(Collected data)
use std::sync::Arc;

use tower_http::cors::CorsLayer;

use spark_chat::{config::ServerConfig, init_tracing, routes, state::AppState};

#[tokio::main]
async fn main() -> anyhow::Result<()> {
    init_tracing();
    let config = ServerConfig::from_env()?;

    let state = Arc::new(AppState::from_config(&config));
    let cleaner = state.sessions.spawn_cleaner(config.cleanup_interval);

    let cors = CorsLayer::very_permissive();

    // Page assets, including `/`, are served from public/.
    let app = routes::create_router()
        .with_state(state)
        .layer(cors);

    let listener = tokio::net::TcpListener::bind((config.host.as_str(), config.port)).await?;
    let addr = listener.local_addr()?;
    tracing::info!(
        %addr,
        upstream = config.model.is_some(),
        "chat server running"
    );

    axum::serve(listener, app).await?;
    cleaner.abort();
    Ok(())
}
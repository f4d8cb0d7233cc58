// src/routes/mod.rs
pub mod chat;

use crate::state::SharedState;
use axum::{
    Router,
    routing::{get, post},
};
use chat::{chat_handler, clear_context_handler, session_info_handler};
use tower_http::services::ServeDir;
use tower_http::trace::TraceLayer;

pub fn create_router() -> Router<SharedState> {
    let api_routes = Router::new()
        .route("/chat", post(chat_handler))
        .route("/clear_context", post(clear_context_handler))
        .route("/session_info", get(session_info_handler));

    Router::new()
        .nest("/api", api_routes)
        .route("/health", get(|| async { "OK" }))
        .fallback_service(ServeDir::new("public"))
        .layer(TraceLayer::new_for_http())
}
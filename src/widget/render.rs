//! Projections of the transcript for a host to display. Nothing here touches
//! controller state.

use super::transcript::{Message, Role, Transcript};

pub const REF_HEADING: &str = "Reference information:";

/// Markup of a single message, as appended to the message list container.
pub fn message_html(message: &Message) -> String {
    let mut html = format!(
        r#"<div class="message {}-message"><div class="message-content"><p>{}</p>"#,
        message.role.as_str(),
        with_line_breaks(&escape_html(&message.content)),
    );

    if !message.refs.is_empty() {
        html.push_str(&format!(r#"<div class="ref-info"><h4>{REF_HEADING}</h4><ul>"#));
        for url in message.ref_urls() {
            let url = escape_html(url);
            html.push_str(&format!(
                r#"<li><a href="{url}" target="_blank" rel="noopener noreferrer">{url}</a></li>"#
            ));
        }
        html.push_str("</ul></div>");
    }

    html.push_str("</div></div>");
    html
}

/// Markup of the whole message list, oldest first.
pub fn transcript_html(transcript: &Transcript) -> String {
    transcript.messages().iter().map(message_html).collect()
}

/// Terminal rendering of a single message.
pub fn message_text(message: &Message) -> String {
    let label = match message.role {
        Role::User => "you",
        Role::Bot => "bot",
    };
    let indent = " ".repeat(label.len() + 3);
    let mut out = String::new();
    for (i, line) in message.content.split('\n').enumerate() {
        if i == 0 {
            out.push_str(&format!("[{label}] {line}\n"));
        } else {
            out.push_str(&format!("{indent}{line}\n"));
        }
    }
    if !message.refs.is_empty() {
        out.push_str(&format!("  {REF_HEADING}\n"));
        for url in message.ref_urls() {
            out.push_str(&format!("    - {url}\n"));
        }
    }
    out
}

fn with_line_breaks(text: &str) -> String {
    text.replace('\n', "<br>")
}

fn escape_html(text: &str) -> String {
    let mut out = String::with_capacity(text.len());
    for c in text.chars() {
        match c {
            '&' => out.push_str("&amp;"),
            '<' => out.push_str("&lt;"),
            '>' => out.push_str("&gt;"),
            '"' => out.push_str("&quot;"),
            '\'' => out.push_str("&#39;"),
            _ => out.push(c),
        }
    }
    out
}
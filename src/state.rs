// src/state.rs
use std::sync::Arc;
use std::time::Duration;

use crate::config::ServerConfig;
use crate::services::responder::{EchoResponder, Responder, UpstreamResponder};
use crate::services::session_manager::SessionManager;

pub type SharedState = Arc<AppState>;

pub struct AppState {
    pub sessions: SessionManager,
    pub responder: Arc<dyn Responder>,
}

impl AppState {
    pub fn new(session_ttl: Duration, max_history: usize, responder: Arc<dyn Responder>) -> Self {
        Self {
            sessions: SessionManager::new(session_ttl, max_history),
            responder,
        }
    }

    /// Offline state with the echo responder.
    pub fn echo(session_ttl: Duration, max_history: usize) -> Self {
        Self::new(session_ttl, max_history, Arc::new(EchoResponder))
    }

    pub fn from_config(config: &ServerConfig) -> Self {
        let responder: Arc<dyn Responder> = match &config.model {
            Some(model) => Arc::new(UpstreamResponder::new(model.clone())),
            None => Arc::new(EchoResponder),
        };
        Self::new(config.session_ttl, config.max_history, responder)
    }
}
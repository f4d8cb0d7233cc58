use axum::{Json, extract::State};

use crate::{
    error::AppError,
    message::{
        ChatRequest, ChatResponse, ClearContextRequest, ClearContextResponse, SessionInfoResponse,
    },
    services::session_manager::MessageRole,
    state::SharedState,
};

pub async fn chat_handler(
    State(state): State<SharedState>,
    Json(payload): Json<ChatRequest>,
) -> Result<Json<ChatResponse>, AppError> {
    let trimmed = payload.message.trim();
    if trimmed.is_empty() {
        return Err(AppError::BadRequest("Message cannot be empty".to_string()));
    }

    let session_id = match &payload.session_id {
        Some(s) if !s.trim().is_empty() => state.sessions.ensure_session(s).await,
        _ => state.sessions.create_session().await,
    };

    state.sessions.append_message(&session_id, MessageRole::User, trimmed).await;
    let context = state.sessions.get_context(&session_id).await;

    let reply = state.responder.reply(&context).await?;
    state
        .sessions
        .append_message(&session_id, MessageRole::Assistant, reply.text.as_str())
        .await;
    tracing::debug!(%session_id, turns = context.len(), "chat reply produced");

    Ok(Json(ChatResponse::reply(session_id, reply.text, reply.ref_info)))
}

pub async fn clear_context_handler(
    State(state): State<SharedState>,
    Json(payload): Json<ClearContextRequest>,
) -> Json<ClearContextResponse> {
    if let Some(session_id) = payload.session_id.as_deref().filter(|s| !s.is_empty()) {
        let removed = state.sessions.remove_session(session_id).await;
        tracing::info!(session_id, removed, "context cleared");
    }
    Json(ClearContextResponse { success: Some(true), error: None })
}

pub async fn session_info_handler(State(state): State<SharedState>) -> Json<SessionInfoResponse> {
    Json(SessionInfoResponse {
        session_count: state.sessions.len().await,
        success: true,
    })
}
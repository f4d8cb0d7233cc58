use async_trait::async_trait;
use reqwest::Client;
use thiserror::Error;

use crate::message::{ChatRequest, ChatResponse, ClearContextRequest, ClearContextResponse};

use super::session::SessionId;

pub const CHAT_PATH: &str = "/api/chat";
pub const CLEAR_CONTEXT_PATH: &str = "/api/clear_context";

/// Failures below the application level: the request never produced a
/// usable body.
#[derive(Debug, Error)]
pub enum ClientError {
    #[error("request failed: {0}")]
    Transport(#[from] reqwest::Error),

    #[error("malformed response body: {0}")]
    Decode(#[from] serde_json::Error),
}

/// What a clear-context call produced once the request completed.
#[derive(Debug, Clone, Default)]
pub struct ClearOutcome {
    /// `None` when the body could not be decoded.
    pub body: Option<ClearContextResponse>,
}

impl ClearOutcome {
    /// The server's reason when the body explicitly reports `success: false`.
    pub fn rejected_by_server(&self) -> Option<&str> {
        match &self.body {
            Some(ClearContextResponse { success: Some(false), error }) => {
                Some(error.as_deref().unwrap_or_default())
            }
            _ => None,
        }
    }
}

/// The two endpoints the widget talks to.
#[async_trait]
pub trait ChatBackend: Send + Sync {
    async fn send_chat(&self, session: &SessionId, message: &str) -> Result<ChatResponse, ClientError>;

    async fn clear_context(&self, session: &SessionId) -> Result<ClearOutcome, ClientError>;
}

#[derive(Debug, Clone)]
pub struct HttpBackend {
    client: Client,
    base_url: String,
}

impl HttpBackend {
    pub fn new(base_url: impl Into<String>) -> Self {
        Self::with_client(Client::new(), base_url)
    }

    pub fn with_client(client: Client, base_url: impl Into<String>) -> Self {
        let base_url = base_url.into().trim_end_matches('/').to_string();
        Self { client, base_url }
    }

    fn url(&self, path: &str) -> String {
        format!("{}{}", self.base_url, path)
    }
}

#[async_trait]
impl ChatBackend for HttpBackend {
    async fn send_chat(&self, session: &SessionId, message: &str) -> Result<ChatResponse, ClientError> {
        let body = ChatRequest {
            session_id: Some(session.to_string()),
            message: message.to_string(),
        };
        let response = self.client.post(self.url(CHAT_PATH)).json(&body).send().await?;

        // Error statuses still carry a JSON body describing the failure.
        let status = response.status();
        let bytes = response.bytes().await?;
        tracing::debug!(%status, len = bytes.len(), "chat response received");
        Ok(serde_json::from_slice(&bytes)?)
    }

    async fn clear_context(&self, session: &SessionId) -> Result<ClearOutcome, ClientError> {
        let body = ClearContextRequest {
            session_id: Some(session.to_string()),
        };
        let response = self
            .client
            .post(self.url(CLEAR_CONTEXT_PATH))
            .json(&body)
            .send()
            .await?;
        let bytes = response.bytes().await?;
        Ok(ClearOutcome {
            body: serde_json::from_slice(&bytes).ok(),
        })
    }
}
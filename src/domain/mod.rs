// ============================================================================
// Domain Module
// Calculator state, operations and configuration
// ============================================================================

pub mod calculator;
pub mod config;
pub mod operation;
pub mod shared;

pub use calculator::Calculator;
pub use config::{CalculatorConfig, DEFAULT_HISTORY_CAPACITY};
pub use operation::Operation;
pub use shared::SharedCalculator;
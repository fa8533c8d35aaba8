// ============================================================================
// Logging
// Subscriber bootstrap for binaries and demos
// ============================================================================

/// Install a `fmt` subscriber filtering at `level`.
///
/// Returns `false` if a global subscriber was already set.
pub fn init(level: tracing::Level) -> bool {
    tracing_subscriber::fmt()
        .with_max_level(level)
        .with_target(false)
        .try_init()
        .is_ok()
}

• How to complete this task
Check each line of the data above for the string "filename", then report how many lines have it, with no other words.

• Output of the exercise
3